REQUIRED WORK:
The records follow. Print, word for word, the first line through the "present in package" line.

··········

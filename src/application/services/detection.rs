//! Detection engine: evaluate a declarative rule set against machine state.
//!
//! Evaluation is strictly read-only. Every rule is evaluated and reported
//! even after one fails; an inaccessible machine state is a clean `false`,
//! never an error that aborts the whole check.

use crate::application::ports::SystemInspector;
use crate::domain::detection::{DetectionOutcome, DetectionRule, RuleResult};

/// Evaluate `rules` as a logical AND.
///
/// An empty rule set is reported as not installed with an explanation.
pub async fn evaluate(
    inspector: &impl SystemInspector,
    rules: &[DetectionRule],
) -> DetectionOutcome {
    if rules.is_empty() {
        return DetectionOutcome::no_rules();
    }
    let mut results = Vec::with_capacity(rules.len());
    for rule in rules {
        results.push(evaluate_rule(inspector, rule).await);
    }
    DetectionOutcome::from_results(results)
}

async fn evaluate_rule(inspector: &impl SystemInspector, rule: &DetectionRule) -> RuleResult {
    let label = rule.label();
    let (passed, detail) = match rule {
        DetectionRule::Package { id } => match inspector.package_version(id).await {
            Ok(Some(version)) => (true, format!("installed version {version}")),
            Ok(None) => (false, "not present in package registry".to_string()),
            Err(e) => (false, format!("package registry inaccessible: {e}")),
        },
        DetectionRule::ConfigValue {
            path,
            value_name,
            expected,
        } => match inspector.config_value(path, value_name.as_deref()).await {
            Ok(Some(actual)) => match expected {
                Some(want) if *want != actual => {
                    (false, format!("value is '{actual}', expected '{want}'"))
                }
                _ => (true, format!("value is '{actual}'")),
            },
            Ok(None) => (false, "config entry not found".to_string()),
            Err(e) => (false, format!("config store inaccessible: {e}")),
        },
        DetectionRule::File { path, min_version } => evaluate_file(inspector, path, min_version.as_ref()).await,
        DetectionRule::Service { name } => match inspector.service_registered(name).await {
            Ok(true) => (true, "registered with service manager".to_string()),
            Ok(false) => (false, "not registered with service manager".to_string()),
            Err(e) => (false, format!("service manager inaccessible: {e}")),
        },
    };
    RuleResult {
        rule: label,
        passed,
        detail,
    }
}

async fn evaluate_file(
    inspector: &impl SystemInspector,
    path: &str,
    min_version: Option<&semver::Version>,
) -> (bool, String) {
    match inspector.file_exists(path).await {
        Ok(false) => (false, "file not found".to_string()),
        Err(e) => (false, format!("file inaccessible: {e}")),
        Ok(true) => {
            let Some(min) = min_version else {
                return (true, "file present".to_string());
            };
            match inspector.file_version(path).await {
                Ok(Some(found)) if found >= *min => {
                    (true, format!("file present at version {found}"))
                }
                Ok(Some(found)) => (
                    false,
                    format!("file version {found} is below required {min}"),
                ),
                Ok(None) => (
                    false,
                    format!("file present but version metadata unavailable (need >= {min})"),
                ),
                Err(e) => (false, format!("version metadata inaccessible: {e}")),
            }
        }
    }
}

// ── Unit tests ────────────────────────────────────────────────────────────────

#[cfg(test)]
#[allow(clippy::unwrap_used, clippy::expect_used)]
mod tests {
    use std::collections::HashMap;

    use anyhow::Result;

    use super::*;

    /// Inspector stub backed by in-memory maps. Entries absent from a map
    /// report as not present; an id listed in `broken` errors on access.
    #[derive(Default)]
    struct InspectorStub {
        packages: HashMap<String, String>,
        config: HashMap<String, String>,
        files: HashMap<String, Option<semver::Version>>,
        services: Vec<String>,
        broken: Vec<String>,
    }

    impl InspectorStub {
        fn check_broken(&self, key: &str) -> Result<()> {
            if self.broken.iter().any(|b| b == key) {
                anyhow::bail!("permission denied");
            }
            Ok(())
        }
    }

    impl SystemInspector for InspectorStub {
        async fn package_version(&self, id: &str) -> Result<Option<String>> {
            self.check_broken(id)?;
            Ok(self.packages.get(id).cloned())
        }
        async fn config_value(
            &self,
            path: &str,
            _value_name: Option<&str>,
        ) -> Result<Option<String>> {
            self.check_broken(path)?;
            Ok(self.config.get(path).cloned())
        }
        async fn file_exists(&self, path: &str) -> Result<bool> {
            self.check_broken(path)?;
            Ok(self.files.contains_key(path))
        }
        async fn file_version(&self, path: &str) -> Result<Option<semver::Version>> {
            self.check_broken(path)?;
            Ok(self.files.get(path).cloned().flatten())
        }
        async fn service_registered(&self, name: &str) -> Result<bool> {
            self.check_broken(name)?;
            Ok(self.services.iter().any(|s| s == name))
        }
    }

    fn package_rule(id: &str) -> DetectionRule {
        DetectionRule::Package { id: id.to_string() }
    }

    #[tokio::test]
    async fn empty_rule_set_is_not_installed_with_explanation() {
        let outcome = evaluate(&InspectorStub::default(), &[]).await;
        assert!(!outcome.installed);
        assert!(outcome.note.expect("note").contains("no detection rules"));
    }

    #[tokio::test]
    async fn all_rules_passing_reports_installed() {
        let mut stub = InspectorStub::default();
        stub.packages
            .insert("relay".to_string(), "2.0.0".to_string());
        stub.services.push("relay".to_string());

        let rules = vec![
            package_rule("relay"),
            DetectionRule::Service {
                name: "relay".to_string(),
            },
        ];
        let outcome = evaluate(&stub, &rules).await;
        assert!(outcome.installed);
        assert_eq!(outcome.results.len(), 2);
    }

    #[tokio::test]
    async fn failing_rule_still_evaluates_remaining_rules() {
        let mut stub = InspectorStub::default();
        stub.services.push("relay".to_string());

        let rules = vec![
            package_rule("missing-pkg"),
            DetectionRule::Service {
                name: "relay".to_string(),
            },
        ];
        let outcome = evaluate(&stub, &rules).await;
        assert!(!outcome.installed);
        assert_eq!(outcome.results.len(), 2, "both rules must be reported");
        assert!(!outcome.results[0].passed);
        assert!(outcome.results[1].passed);
    }

    #[tokio::test]
    async fn inaccessible_state_is_clean_false_not_error() {
        let stub = InspectorStub {
            broken: vec!["locked-pkg".to_string()],
            ..InspectorStub::default()
        };
        let outcome = evaluate(&stub, &[package_rule("locked-pkg")]).await;
        assert!(!outcome.installed);
        assert!(
            outcome.results[0].detail.contains("permission denied"),
            "got: {}",
            outcome.results[0].detail
        );
    }

    #[tokio::test]
    async fn file_rule_passes_without_version_constraint() {
        let mut stub = InspectorStub::default();
        stub.files.insert("/opt/relay/bin/relay".to_string(), None);
        let rules = vec![DetectionRule::File {
            path: "/opt/relay/bin/relay".to_string(),
            min_version: None,
        }];
        assert!(evaluate(&stub, &rules).await.installed);
    }

    #[tokio::test]
    async fn file_rule_fails_below_min_version() {
        let mut stub = InspectorStub::default();
        stub.files.insert(
            "/opt/relay/bin/relay".to_string(),
            Some(semver::Version::new(1, 9, 0)),
        );
        let rules = vec![DetectionRule::File {
            path: "/opt/relay/bin/relay".to_string(),
            min_version: Some(semver::Version::new(2, 0, 0)),
        }];
        let outcome = evaluate(&stub, &rules).await;
        assert!(!outcome.installed);
        assert!(outcome.results[0].detail.contains("below required"));
    }

    #[tokio::test]
    async fn file_rule_passes_at_exact_min_version() {
        let mut stub = InspectorStub::default();
        stub.files.insert(
            "/opt/relay/bin/relay".to_string(),
            Some(semver::Version::new(2, 0, 0)),
        );
        let rules = vec![DetectionRule::File {
            path: "/opt/relay/bin/relay".to_string(),
            min_version: Some(semver::Version::new(2, 0, 0)),
        }];
        assert!(evaluate(&stub, &rules).await.installed);
    }

    #[tokio::test]
    async fn file_rule_with_constraint_fails_when_version_unknown() {
        let mut stub = InspectorStub::default();
        stub.files.insert("/opt/relay/bin/relay".to_string(), None);
        let rules = vec![DetectionRule::File {
            path: "/opt/relay/bin/relay".to_string(),
            min_version: Some(semver::Version::new(2, 0, 0)),
        }];
        let outcome = evaluate(&stub, &rules).await;
        assert!(!outcome.installed);
        assert!(outcome.results[0].detail.contains("metadata unavailable"));
    }

    #[tokio::test]
    async fn config_rule_compares_expected_value() {
        let mut stub = InspectorStub::default();
        stub.config
            .insert("/etc/relay/relay.conf".to_string(), "enabled".to_string());

        let pass = DetectionRule::ConfigValue {
            path: "/etc/relay/relay.conf".to_string(),
            value_name: None,
            expected: Some("enabled".to_string()),
        };
        assert!(evaluate(&stub, std::slice::from_ref(&pass)).await.installed);

        let fail = DetectionRule::ConfigValue {
            path: "/etc/relay/relay.conf".to_string(),
            value_name: None,
            expected: Some("disabled".to_string()),
        };
        let outcome = evaluate(&stub, &[fail]).await;
        assert!(!outcome.installed);
        assert!(outcome.results[0].detail.contains("expected 'disabled'"));
    }
}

··········

RESPONSE BELOW:
filename src/application/services/detection.rs
//! Detection engine: evaluate a declarative rule set against machine state.
//!
//! Evaluation is strictly read-only. Every rule is evaluated and reported
//! even after one fails; an inaccessible machine state is a clean `false`,
//! never an error that aborts the whole check.

use crate::application::ports::SystemInspector;
use crate::domain::detection::{DetectionOutcome, DetectionRule, RuleResult};

/// Evaluate `rules` as a logical AND.
///
/// An empty rule set is reported as not installed with an explanation.
pub async fn evaluate(
    inspector: &impl SystemInspector,
    rules: &[DetectionRule],
) -> DetectionOutcome {
    if rules.is_empty() {
        return DetectionOutcome::no_rules();
    }
    let mut results = Vec::with_capacity(rules.len());
    for rule in rules {
        results.push(evaluate_rule(inspector, rule).await);
    }
    DetectionOutcome::from_results(results)
}

async fn evaluate_rule(inspector: &impl SystemInspector, rule: &DetectionRule) -> RuleResult {
    let label = rule.label();
    let (passed, detail) = match rule {
        DetectionRule::Package { id } => match inspector.package_version(id).await {
            Ok(Some(version)) => (true, format!("installed version {version}")),
            Ok(None) => (false, "not present in package registry".to_string()),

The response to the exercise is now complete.